TensorRT 2.1 OutOfMemory Error in buildSingleLayer

mjones · August 22, 2017, 7:44pm

Hey Nvidia,

I’m looking for some help with TensorRT.

I receive the following error when passing a deployed (.prototxt) file to the giexec tool (I also encounter the same error in my own implementation of the code where TensorRT is integrated with the API).

Internal error: could not find any implementation for node `global_pool`, try increasing the workspace size with IBuilder::setMaxWorkspaceSize()
cudnnBuilder2.cpp (586) - OutOfMemory Error in buildSingleLayer

In net.prototxt, global_pool is implemented as follows

layer {
  name: "global_pool"
  type: "Pooling"
  bottom: "concat"
  top: "global_pool"
  pooling_param {
     pool: AVE
     kernel_size: 32
     stride: 32
     pad: 0
  }
}

What I’ve done to address this error:

Increasing the workspace size (code block below). I've tried everything for n ranging from 1, 20; for N, I've done the same (ranging from 1, 20 ... though, there is a maximum available memory for temporary operations on the GPU).

builder->setMaxWorkspaceSize(n << N);

Using identical project files on laptop/desktop with TensorRT 2.1 installed ... inference works perfectly.

I’m not sure where to go from here. Looking for some advice.

Thanks,
Matthew J

Honey_Patouceul · August 22, 2017, 8:52pm

Not sure at all it will help, but if you have a SD Card or some disk, you may add swap and give it a try.

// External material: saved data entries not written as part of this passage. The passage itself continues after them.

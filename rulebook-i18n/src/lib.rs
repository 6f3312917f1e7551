//! Localized messages for rulebook validation errors
//!
//! - **Catalog**: locale-aware lookup of message templates with fallback
//! - **Bundles**: JSON message files, nested keys flatten to `kind.sub`
//! - **Attributes**: display aliases for field names (`attributes.<field>`)
//! - **Formatting**: positional `{0}` placeholders, date and number rendering
//!
//! # Quick Start
//!
//! ```rust
//! use rulebook_i18n::{Catalog, Locale};
//!
//! let catalog = Catalog::builtin();
//!
//! let msg = catalog.format("number.greaterThan", &["age", "18"]);
//! assert_eq!(msg, "The age must be greater than 18.");
//!
//! let msg = catalog.format_in(&Locale::fa(), "required", &[catalog.attribute_in(&Locale::fa(), "name")]);
//! assert_eq!(msg, "فیلد نام الزامی است.");
//! ```

mod error;
mod format;
mod locale;
mod messages;

pub use error::I18nError;
pub use format::{format_date, format_number, interpolate};
pub use locale::Locale;
pub use messages::{Catalog, FALLBACK_KIND, MessageBundle};

/// Result type for catalog operations
pub type Result<T> = std::result::Result<T, I18nError>;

AastaLLL · August 23, 2017, 5:46am

Hi,

Could you check how many memory is used with TensorRT on the desktop version?
Thanks.

mjones · August 23, 2017, 1:53pm

Hey AastaLLL,

I should add that the code is the same on both the Tegra and the Desktop. That being said, the GPU memory usage on the Desktop does not exceed 340 MiB according to nvidia-smi.

I should add that I’m trying to implement the network in 16 bit floating point. Everything works as expected in 32 bit floating point. Both 16 and 32 bit modes work fine on the Desktop/Laptop … only 32 bit works on the Tegra. I forgot to add this important point in my original post.

Thanks,
MJ

AastaLLL · August 24, 2017, 3:11am

Hi,

What is your batch size? Could you lower the batch size, and try it again?

xiaoyang · November 21, 2017, 8:25am

Hi mjones,
Did you solve this issue? I met the same problem with you.

AastaLLL · November 22, 2017, 3:45am

Hi,

There are two suggestions about this issue:

1. Decrease batch size

2. Increase workspace size
Please check this page for more information:
[url]NVIDIA Documentation Center | NVIDIA Developer

Thanks.

jd_ruan · December 6, 2017, 8:18pm

I hit the same issue when building FP16 model for Tesla P100. Are you sure this is related to workspace size? Why does building FP16 need more memory than building the same FP32 counterpart?

I kept increasing the workspace to 16 GB and then I hit gieCudaMalloc failures

Total Activation Memory: 17213442048
resources.cpp (57) - Cuda Error in gieCudaMalloc: 2

AastaLLL · December 7, 2017, 5:48am

Hi,

Could you share your model file?
We want to reproduce this issue on our side and give a further suggestion.

Thanks.

jd_ruan · December 7, 2017, 4:44pm

It was a bug in my code. I was building FP16 model by calling C++ IBuilder::setHalf2Mode(true), but I still set weights as DataType::DT_kFLOAT somewhere in my code. After I converted weights to FP16 and set the type to DT_kHALF, I could successfully build the model.

We should fix the error message.

AastaLLL · December 8, 2017, 6:29am

Thanks for your feedback.